◆ **Problem**
When responding, copy every record below exactly as it appears.
──────── Given records
// =============================================================================
// MESH-LOWER - Mesh shader to compute + vertex lowering driver
// =============================================================================
//
// Command line front end for the mesh_lower library.
//
// PIPELINE:
// ┌─────────────────────────────────────────────────────────────────┐
// │  mesh.spv (MeshEXT)                                             │
// │    └── MeshConverter                                            │
// │          ├── <stem>.comp.spv  writes vertices + indices to heap │
// │          └── <stem>.vert.spv  reads one vertex per invocation   │
// └─────────────────────────────────────────────────────────────────┘
//
// COMMANDS:
// 1. lower    convert one module and write both outputs
// 2. inspect  print the discovered builtins and varyings
// 3. watch    re-lower whenever the input changes
//
// =============================================================================

use anyhow::{Context, Result};
use clap::{Parser, Subcommand};
use mesh_lower::cache::LoweringCache;
use mesh_lower::config::Config;
use mesh_lower::mesh::{MeshConverter, MeshInterface};
use mesh_lower::shader;
use notify::Watcher;
use std::path::{Path, PathBuf};
use std::sync::mpsc;

/// Lower SPIR-V mesh shaders to a compute prepass plus a vertex shader
#[derive(Parser)]
#[command(author, version, about, long_about = None)]
#[command(propagate_version = true)]
struct Cli {
    #[command(subcommand)]
    command: Commands,

    /// Configuration file
    #[arg(short, long, global = true)]
    config: Option<PathBuf>,
}

#[derive(Subcommand)]
enum Commands {
    /// Lower a mesh shader and write the compute and vertex modules
    Lower {
        /// Mesh shader module
        input: PathBuf,

        /// Output directory (defaults to [output] directory from the config)
        #[arg(short, long)]
        output: Option<PathBuf>,
    },

    /// Print the entry point, builtins and varyings of a mesh shader
    Inspect {
        /// Mesh shader module
        input: PathBuf,
    },

    /// Lower a mesh shader again every time it changes on disk
    Watch {
        /// Mesh shader module
        input: PathBuf,

        /// Output directory (defaults to [output] directory from the config)
        #[arg(short, long)]
        output: Option<PathBuf>,
    },
}

// =============================================================================
// ENTRY POINT
// =============================================================================

fn main() -> Result<()> {
    let cli = Cli::parse();

    // Load configuration before logging so the level can come from it
    let config = match &cli.config {
        Some(path) => Config::load_from_path(path)?,
        None => Config::load(),
    };

    init_logging(&config);
    log::info!("mesh-lower {}", env!("CARGO_PKG_VERSION"));

    match cli.command {
        Commands::Lower { input, output } => {
            let dir = output.unwrap_or_else(|| config.output.directory.clone());
            lower_file(&config, &LoweringCache::new(config.lower_options()), &input, &dir)?;
        }
        Commands::Inspect { input } => inspect_file(&config, &input)?,
        Commands::Watch { input, output } => {
            let dir = output.unwrap_or_else(|| config.output.directory.clone());
            watch_file(&config, &input, &dir)?;
        }
    }

    Ok(())
}

fn init_logging(config: &Config) {
    use env_logger::Builder;

    let mut builder = Builder::from_default_env();
    builder.filter_level(config.level_filter());
    // RUST_LOG still wins over the config file
    if let Ok(spec) = std::env::var("RUST_LOG") {
        builder.parse_filters(&spec);
    }
    builder.init();
}

// =============================================================================
// COMMANDS
// =============================================================================

fn shader_name(input: &Path) -> String {
    input
        .file_stem()
        .map(|s| s.to_string_lossy().into_owned())
        .unwrap_or_else(|| "shader".to_string())
}

fn lower_file(config: &Config, cache: &LoweringCache, input: &Path, dir: &Path) -> Result<()> {
    let words = shader::load_spirv(input)?;
    let name = shader_name(input);

    // Step 1: lower (through the cache unless disabled)
    let lowered = if config.cache.enabled {
        cache.get_or_lower(&name, &words)?
    } else {
        std::sync::Arc::new(mesh_lower::mesh::lower(&name, &words, config.lower_options())?)
    };

    if config.debug.dump_interface {
        print_interface(&lowered.interface);
    }

    // Step 2: write both stages
    let written = shader::write_lowered(dir, &name, &lowered)
        .with_context(|| format!("Failed to write lowered modules for {:?}", input))?;
    for path in written {
        println!("{}", path.display());
    }
    Ok(())
}

fn inspect_file(config: &Config, input: &Path) -> Result<()> {
    let words = shader::load_spirv(input)?;
    let converter = MeshConverter::new(shader_name(input), &words, config.lower_options())?;
    let interface = converter.analyze()?;
    print_interface(&interface);
    Ok(())
}

fn print_interface(interface: &MeshInterface) {
    let entry = &interface.entry;
    println!("entry point   {} (%{})", entry.name, entry.function);
    println!(
        "local size    {}x{}x{}",
        entry.local_size[0], entry.local_size[1], entry.local_size[2]
    );
    println!(
        "max output    {} vertices, {} primitives",
        entry.max_vertices, entry.max_primitives
    );

    let builtins = &interface.builtins;
    let slots = [
        ("NumWorkgroups", builtins.num_workgroups),
        ("WorkgroupSize", builtins.workgroup_size),
        ("WorkgroupId", builtins.workgroup_id),
        ("LocalInvocationId", builtins.local_invocation_id),
        ("LocalInvocationIndex", builtins.local_invocation_index),
        ("PrimitiveTriangleIndicesEXT", builtins.primitive_indices),
        ("per-vertex block", builtins.per_vertex),
    ];
    for (label, id) in slots {
        if let Some(id) = id {
            println!("builtin       {label} = %{id}");
        }
    }

    for varying in &interface.varyings {
        let location = varying
            .location
            .map(|l| format!("location {l}"))
            .unwrap_or_else(|| "builtin".to_string());
        println!(
            "varying       %{} ({location}): {} words at offset {}",
            varying.variable, varying.leaf_count, varying.write_offset
        );
    }
    println!("words/vertex  {}", interface.var_count);
}

fn watch_file(config: &Config, input: &Path, dir: &Path) -> Result<()> {
    let cache = LoweringCache::new(config.lower_options());
    if let Err(e) = lower_file(config, &cache, input, dir) {
        log::error!("{:#}", e);
    }

    let (tx, rx) = mpsc::channel::<notify::Result<notify::Event>>();
    let mut watcher = notify::recommended_watcher(tx).context("Failed to create file watcher")?;
    watcher
        .watch(input, notify::RecursiveMode::NonRecursive)
        .with_context(|| format!("Failed to watch {:?}", input))?;
    log::info!("Watching {:?} for changes", input);

    for event in rx {
        let event = event.context("File watcher error")?;
        if !(event.kind.is_modify() || event.kind.is_create()) {
            continue;
        }
        log::info!("{:?} changed, lowering again", input);
        if let Err(e) = lower_file(config, &cache, input, dir) {
            // Keep watching; the next save may fix it
            log::error!("{:#}", e);
        }
    }
    Ok(())
}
────────────────
◆ **Solution for this exercise**
// =============================================================================
// MESH-LOWER - Mesh shader to compute + vertex lowering driver
// =============================================================================
//
// Command line front end for the mesh_lower library.
//
// PIPELINE:
// ┌─────────────────────────────────────────────────────────────────┐
// │  mesh.spv (MeshEXT)                                             │
// │    └── MeshConverter                                            │
// │          ├── <stem>.comp.spv  writes vertices + indices to heap │
// │          └── <stem>.vert.spv  reads one vertex per invocation   │
// └─────────────────────────────────────────────────────────────────┘
//
// COMMANDS:
// 1. lower    convert one module and write both outputs
// 2. inspect  print the discovered builtins and varyings
// 3. watch    re-lower whenever the input changes
//
// =============================================================================

use anyhow::{Context, Result};
use clap::{Parser, Subcommand};
use mesh_lower::cache::LoweringCache;
use mesh_lower::config::Config;
use mesh_lower::mesh::{MeshConverter, MeshInterface};
use mesh_lower::shader;
use notify::Watcher;
use std::path::{Path, PathBuf};
use std::sync::mpsc;

/// Lower SPIR-V mesh shaders to a compute prepass plus a vertex shader
#[derive(Parser)]
#[command(author, version, about, long_about = None)]
#[command(propagate_version = true)]
struct Cli {
    #[command(subcommand)]
    command: Commands,

    /// Configuration file
    #[arg(short, long, global = true)]
    config: Option<PathBuf>,
}

#[derive(Subcommand)]
enum Commands {
    /// Lower a mesh shader and write the compute and vertex modules
    Lower {
        /// Mesh shader module
        input: PathBuf,

        /// Output directory (defaults to [output] directory from the config)
        #[arg(short, long)]
        output: Option<PathBuf>,
    },

    /// Print the entry point, builtins and varyings of a mesh shader
    Inspect {
        /// Mesh shader module
        input: PathBuf,
    },

    /// Lower a mesh shader again every time it changes on disk
    Watch {
        /// Mesh shader module
        input: PathBuf,

        /// Output directory (defaults to [output] directory from the config)
        #[arg(short, long)]
        output: Option<PathBuf>,
    },
}

// =============================================================================
// ENTRY POINT
// =============================================================================

fn main() -> Result<()> {
    let cli = Cli::parse();

    // Load configuration before logging so the level can come from it
    let config = match &cli.config {
        Some(path) => Config::load_from_path(path)?,
        None => Config::load(),
    };

    init_logging(&config);
    log::info!("mesh-lower {}", env!("CARGO_PKG_VERSION"));

    match cli.command {
        Commands::Lower { input, output } => {
            let dir = output.unwrap_or_else(|| config.output.directory.clone());
            lower_file(&config, &LoweringCache::new(config.lower_options()), &input, &dir)?;
        }
        Commands::Inspect { input } => inspect_file(&config, &input)?,
        Commands::Watch { input, output } => {
            let dir = output.unwrap_or_else(|| config.output.directory.clone());
            watch_file(&config, &input, &dir)?;
        }
    }

    Ok(())
}

fn init_logging(config: &Config) {
    use env_logger::Builder;

    let mut builder = Builder::from_default_env();
    builder.filter_level(config.level_filter());
    // RUST_LOG still wins over the config file
    if let Ok(spec) = std::env::var("RUST_LOG") {
        builder.parse_filters(&spec);
    }
    builder.init();
}

// =============================================================================
// COMMANDS
// =============================================================================

fn shader_name(input: &Path) -> String {
    input
        .file_stem()
        .map(|s| s.to_string_lossy().into_owned())
        .unwrap_or_else(|| "shader".to_string())
}

fn lower_file(config: &Config, cache: &LoweringCache, input: &Path, dir: &Path) -> Result<()> {
    let words = shader::load_spirv(input)?;
    let name = shader_name(input);

    // Step 1: lower (through the cache unless disabled)
    let lowered = if config.cache.enabled {
        cache.get_or_lower(&name, &words)?
    } else {
        std::sync::Arc::new(mesh_lower::mesh::lower(&name, &words, config.lower_options())?)
    };

    if config.debug.dump_interface {
        print_interface(&lowered.interface);
    }

    // Step 2: write both stages
    let written = shader::write_lowered(dir, &name, &lowered)
        .with_context(|| format!("Failed to write lowered modules for {:?}", input))?;
    for path in written {
        println!("{}", path.display());
    }
    Ok(())
}

fn inspect_file(config: &Config, input: &Path) -> Result<()> {
    let words = shader::load_spirv(input)?;
    let converter = MeshConverter::new(shader_name(input), &words, config.lower_options())?;
    let interface = converter.analyze()?;
    print_interface(&interface);
    Ok(())
}

fn print_interface(interface: &MeshInterface) {
    let entry = &interface.entry;
    println!("entry point   {} (%{})", entry.name, entry.function);
    println!(
        "local size    {}x{}x{}",
        entry.local_size[0], entry.local_size[1], entry.local_size[2]
    );
    println!(
        "max output    {} vertices, {} primitives",
        entry.max_vertices, entry.max_primitives
    );

    let builtins = &interface.builtins;
    let slots = [
        ("NumWorkgroups", builtins.num_workgroups),
        ("WorkgroupSize", builtins.workgroup_size),
        ("WorkgroupId", builtins.workgroup_id),
        ("LocalInvocationId", builtins.local_invocation_id),
        ("LocalInvocationIndex", builtins.local_invocation_index),
        ("PrimitiveTriangleIndicesEXT", builtins.primitive_indices),
        ("per-vertex block", builtins.per_vertex),
    ];
    for (label, id) in slots {
        if let Some(id) = id {
            println!("builtin       {label} = %{id}");
        }
    }

    for varying in &interface.varyings {
        let location = varying
            .location
            .map(|l| format!("location {l}"))
            .unwrap_or_else(|| "builtin".to_string());
        println!(
            "varying       %{} ({location}): {} words at offset {}",
            varying.variable, varying.leaf_count, varying.write_offset
        );
    }
    println!("words/vertex  {}", interface.var_count);
}

fn watch_file(config: &Config, input: &Path, dir: &Path) -> Result<()> {
    let cache = LoweringCache::new(config.lower_options());
    if let Err(e) = lower_file(config, &cache, input, dir) {
        log::error!("{:#}", e);
    }

    let (tx, rx) = mpsc::channel::<notify::Result<notify::Event>>();
    let mut watcher = notify::recommended_watcher(tx).context("Failed to create file watcher")?;
    watcher
        .watch(input, notify::RecursiveMode::NonRecursive)
        .with_context(|| format!("Failed to watch {:?}", input))?;
    log::info!("Watching {:?} for changes", input);

    for event in rx {
        let event = event.context("File watcher error")?;
        if !(event.kind.is_modify() || event.kind.is_create()) {
            continue;
        }
        log::info!("{:?} changed, lowering again", input);
        if let Err(e) = lower_file(config, &cache, input, dir) {
            // Keep watching; the next save may fix it
            log::error!("{:#}", e);
        }
    }
    Ok(())
}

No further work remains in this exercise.